それから二つ目は、いわゆる不良債権の問題がございまして、これがしこりとなって
景気回復の足を引っ張っているというのも事実でございます。それからまた、それに関連いたしまして、土地流動化ということが大変必要であります。土地につきましては、いわゆる地価抑制という政策から土地の有効利用という政策に転換をするということになっているわけでございますが、いろんな規制の問題も含め、それから土地税制のあり方も含めまして、まだ具体的な政策で実現していない部分もかなりございます。そういう点につきましても、新しい考え方のもとで
対応をしてまいりまして、土地流動化を図ってまいりたいと考えている次第でございます。
それから三つ目でございますが、あらゆる分野の規制緩和を行いまして、新しいベンチャーを育て、また新しい事業活動が展開されるような活力を持った日本経済を実現していきたい。
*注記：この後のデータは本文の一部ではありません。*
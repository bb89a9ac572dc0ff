//! GeoJSON detection layer.

use super::{non_empty, opt_string_or_number};
use crate::model::imagery::UNKNOWN_OWNER;
use serde::{Deserialize, Serialize};

/// Properties shown in a feature popup.
///
/// Properties the popup does not read are kept as raw JSON, whatever their type.
#[derive(Debug, Clone, Default, Serialize, Deserialize, PartialEq)]
pub struct FeatureProperties {
    #[serde(default, deserialize_with = "opt_string_or_number")]
    pub owner: Option<String>,
    #[serde(default, deserialize_with = "opt_string_or_number")]
    pub khasra: Option<String>,
    #[serde(default, deserialize_with = "opt_string_or_number")]
    pub timestamp: Option<String>,
    #[serde(flatten)]
    pub extra: serde_json::Map<String, serde_json::Value>,
}

impl FeatureProperties {
    pub fn owner_label(&self) -> &str {
        non_empty(self.owner.as_deref()).unwrap_or(UNKNOWN_OWNER)
    }

    pub fn khasra_label(&self) -> &str {
        non_empty(self.khasra.as_deref()).unwrap_or("-")
    }

    pub fn timestamp_label(&self) -> &str {
        non_empty(self.timestamp.as_deref()).unwrap_or("-")
    }
}

/// A GeoJSON feature. Geometry is passed through untouched to the map layer.
#[derive(Debug, Clone, Default, Serialize, Deserialize, PartialEq)]
pub struct GeoFeature {
    #[serde(default)]
    pub geometry: serde_json::Value,
    #[serde(default)]
    pub properties: FeatureProperties,
}

/// `GET /api/detections.geojson`
#[derive(Debug, Clone, Default, Serialize, Deserialize, PartialEq)]
pub struct FeatureCollection {
    #[serde(rename = "type", default)]
    pub kind: String,
    #[serde(default)]
    pub features: Vec<GeoFeature>,
}

#[cfg(test)]
mod tests {
    use super::*;

    #[test]
    fn test_properties_fallbacks() {
        let collection: FeatureCollection = serde_json::from_str(
            r#"{"type": "FeatureCollection", "features": [
                {"type": "Feature", "geometry": {"type": "Point", "coordinates": [75.8, 22.7]},
                 "properties": {"owner": null, "khasra": null, "timestamp": "2025-01-01"}}
            ]}"#,
        )
        .unwrap();
        let props = &collection.features[0].properties;
        assert_eq!(props.owner_label(), "Unknown");
        assert_eq!(props.khasra_label(), "-");
        assert_eq!(props.timestamp_label(), "2025-01-01");
    }

    #[test]
    fn test_unread_properties_of_any_type_decode() {
        let collection: FeatureCollection = serde_json::from_str(
            r#"{"type": "FeatureCollection", "features": [
                {"geometry": null, "properties": {"owner": "A", "severity": "high", "ward": [1, 2]}},
                {"geometry": null, "properties": {"owner": "B", "severity": 0.8, "khasra": 783}}
            ]}"#,
        )
        .unwrap();
        assert_eq!(collection.features.len(), 2);
        let first = &collection.features[0].properties;
        assert_eq!(first.owner_label(), "A");
        assert_eq!(first.extra["severity"], "high");
        assert_eq!(collection.features[1].properties.khasra_label(), "783");
    }
}
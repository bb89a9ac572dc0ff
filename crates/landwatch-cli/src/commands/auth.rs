//! `landwatch login`, `register`, `forgot-password`, `language` and
//! `translations`.

use super::{Env, bound, finish};
use crate::console::ConsolePage;
use anyhow::Context;
use landwatch_ui::sections::auth::*;
use std::sync::Arc;

pub async fn login(env: &Env, email: &str, password: &str, role: &str) -> anyhow::Result<()> {
    // Only credentials from this login count.
    env.session().clear();
    let page = Arc::new(
        ConsolePage::new()
            .with_elements(&[LOGIN_FORM, LOGIN_ERROR])
            .with_field(LOGIN_EMAIL, Some(email))
            .with_field(LOGIN_PASSWORD, Some(password))
            .with_field(LOGIN_ROLE, Some(role)),
    );
    let cx = env.context(&page);
    bound(LoginSection::bind(&cx), "login")?.submit().await;

    let credentials = env
        .session()
        .credentials()
        .ok_or_else(|| anyhow::anyhow!("Login failed"))?;
    println!("Role: {}", credentials.role);
    if !credentials.token.is_empty() {
        println!("Token: {}", credentials.token);
        println!("Export LANDWATCH_TOKEN and LANDWATCH_ROLE to reuse this session.");
    }
    Ok(())
}

pub async fn register(
    env: &Env,
    name: &str,
    email: &str,
    password: &str,
    confirm: Option<&str>,
    role: &str,
) -> anyhow::Result<()> {
    let page = Arc::new(
        ConsolePage::new()
            .with_elements(&[REGISTER_FORM, REGISTER_ERROR, REGISTER_SUCCESS])
            .with_field(REGISTER_NAME, Some(name))
            .with_field(REGISTER_EMAIL, Some(email))
            .with_field(REGISTER_PASSWORD, Some(password))
            .with_field(REGISTER_CONFIRM, Some(confirm.unwrap_or(password)))
            .with_field(REGISTER_ROLE, Some(role)),
    );
    let cx = env.context(&page);
    bound(RegisterSection::bind(&cx), "register")?.submit().await;

    if page.redirect().is_none() {
        anyhow::bail!("Registration failed");
    }
    Ok(())
}

pub async fn forgot_password(env: &Env, email: &str) -> anyhow::Result<()> {
    let page = Arc::new(
        ConsolePage::new()
            .with_elements(&[FORGOT_FORM, FORGOT_MESSAGE])
            .with_field(FORGOT_EMAIL, Some(email)),
    );
    let cx = env.context(&page);
    bound(ForgotPasswordSection::bind(&cx), "forgot password")?
        .submit()
        .await;
    finish(&cx, "password reset")
}

pub async fn language(env: &Env, code: &str) -> anyhow::Result<()> {
    let page = Arc::new(ConsolePage::new().with_field(LANGUAGE_SELECT, Some(code)));
    let cx = env.context(&page);
    bound(LanguageSection::bind(&cx), "language")?
        .on_change()
        .await;
    finish(&cx, "language change")
}

/// Print the interface texts, one `key: text` line each.
pub async fn translations(env: &Env, language: Option<&str>) -> anyhow::Result<()> {
    let translations = env
        .client
        .translations(language)
        .await
        .map_err(|e| anyhow::anyhow!(e.user_message()))
        .context("Failed to load translations")?;
    for (key, text) in translations.texts() {
        println!("{key}: {text}");
    }
    Ok(())
}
そして、そういう体制をつくるという中長期的な方向性をはっきり示すことが
消費者あるいは
企業家の
景気の先行きに対する信頼感を高めまして、経済活動が徐々に活発化していくというふうに考えている次第でございます。
金利も大変低い水準でございますから、経済活動、新しい
設備投資、新しい事業を起こすにはある
意味で言いますと非常にいい
状況になっているわけでございまして、私どもとしては、そういう
消費者あるいは
企業のマインドをしっかりとしていくことによりまして年度後半には
景気回復を順調なものにしていきたいというふうに考えている次第でございます。